■ **Activity**
The expected output is a copy of every line in the records with the string "models".

■ **Supplied material**
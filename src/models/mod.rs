//! Core data models for the budget tracker
//!
//! Value types shared by the ledger and the aggregator: money, categories,
//! expense entries and the caller-owned budget configuration.

pub mod budget;
pub mod category;
pub mod expense;
pub mod ids;
pub mod money;

pub use budget::{BudgetConfiguration, BudgetValidationError};
pub use category::{CategoryParseError, ExpenseCategory};
pub use expense::ExpenseEntry;
pub use ids::{EntryId, EntryIdParseError};
pub use money::{Money, MoneyParseError};
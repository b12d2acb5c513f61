//! Expense list display formatting

use crate::models::ExpenseEntry;

/// Format the session's expenses, one row per entry in ledger order
pub fn format_expense_list(entries: &[ExpenseEntry], symbol: &str) -> String {
    if entries.is_empty() {
        return "No expenses recorded yet.\n\nUse 'add <category> <amount>' to record one."
            .to_string();
    }

    let mut output = String::new();
    output.push_str("🧾 All Expenses\n");
    output.push_str(&format!(
        "{:>3}  {:<8}  {:<18}  {:>12}\n",
        "#", "ID", "Category", "Amount"
    ));
    output.push_str(&format!("{:-<3}  {:-<8}  {:-<18}  {:->12}\n", "", "", "", ""));

    for (index, entry) in entries.iter().enumerate() {
        output.push_str(&format!(
            "{:>3}  {:<8}  {:<18}  {:>12}\n",
            index + 1,
            entry.id.to_string(),
            entry.category.label(),
            entry.amount.format_with_symbol(symbol)
        ));
    }

    output
}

■ **Solution**
filename src/models/mod.rs
//! Core data models for the budget tracker
use crate::models::ExpenseEntry;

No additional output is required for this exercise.